Basically the my conditions / requirements are the following:

  • I don't want to tweak my gate board, considering my limited knowledge on its circuitry
  • I have WIFI network coverage at the gate
  • I want to integrate this system with my existing HA webapp (SmartHome)
  • Everything should be cheaper of every other existing solutions 
  • Bonus point: I would like to also use Siri on my iPhone and say "Hey Siri, open the gate"
Given the previous points, the first idea came to my mind is to use the existing remote I have and control its activation using a relay, driven by a tiny Raspberry PI Zero W (yes, W stands for wireless, cool!). Activating a relay with a Raspberry PI is quite straightforward using Python and you can find a lot of tutorials on the internet. The only part that requires a bit of effort is soldering the cables to bring out the battery from the remote in order to enable it using the relay. The gate button can be easy blocked on pushed position using a nylon cable tie.

Once you are able to toggle the relay, you can expose this operation using Python Flask web framework and you can integrate the API in your HA platform.
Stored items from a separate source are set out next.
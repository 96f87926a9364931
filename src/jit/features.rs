//! Host capability checks.

/// Whether the host can run the 128-bit vector loop.
///
/// x86_64 needs SSE4.1 (extending loads, 32-bit lane multiply) and SSE4.2
/// (64-bit lane compares); aarch64 needs NEON.
pub fn simd_supported() -> bool {
    #[cfg(target_arch = "x86_64")]
    {
        std::is_x86_feature_detected!("sse4.1") && std::is_x86_feature_detected!("sse4.2")
    }
    #[cfg(target_arch = "aarch64")]
    {
        std::arch::is_aarch64_feature_detected!("neon")
    }
    #[cfg(not(any(target_arch = "x86_64", target_arch = "aarch64")))]
    {
        false
    }
}

/// Whether native code can be generated for the host at all
pub fn jit_supported() -> bool {
    cfg!(target_pointer_width = "64") && cranelift_native::builder().is_ok()
}

/// One-line summary for diagnostics
pub fn describe() -> String {
    format!(
        "{} jit={} simd={}",
        std::env::consts::ARCH,
        jit_supported(),
        simd_supported()
    )
}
In my case I can open the gate using the following shell command:

curl -X POST localhost:5000/toggle-relay?delay=1

As you can see I also added the delay parameter to control the duration of the relay activation (see the code here).
At this point the project is almost complete but, wait, we have the bonus point, I want it :) After googling a bit I've found the promising HomeBridge project. Essentially it allows you integrate whatever device you want with iOS HomeKit. I've looked a bit at the code and writing a custom accessory / platform is really easy, in my case, apart the boilerplate code, it's less than 10 lines of JS (see the code here)!



You can build this smart gate opener with less than 10 euros (price doesn't include the remote and its battery cost :D)...very easy and useful project! See you at the next one!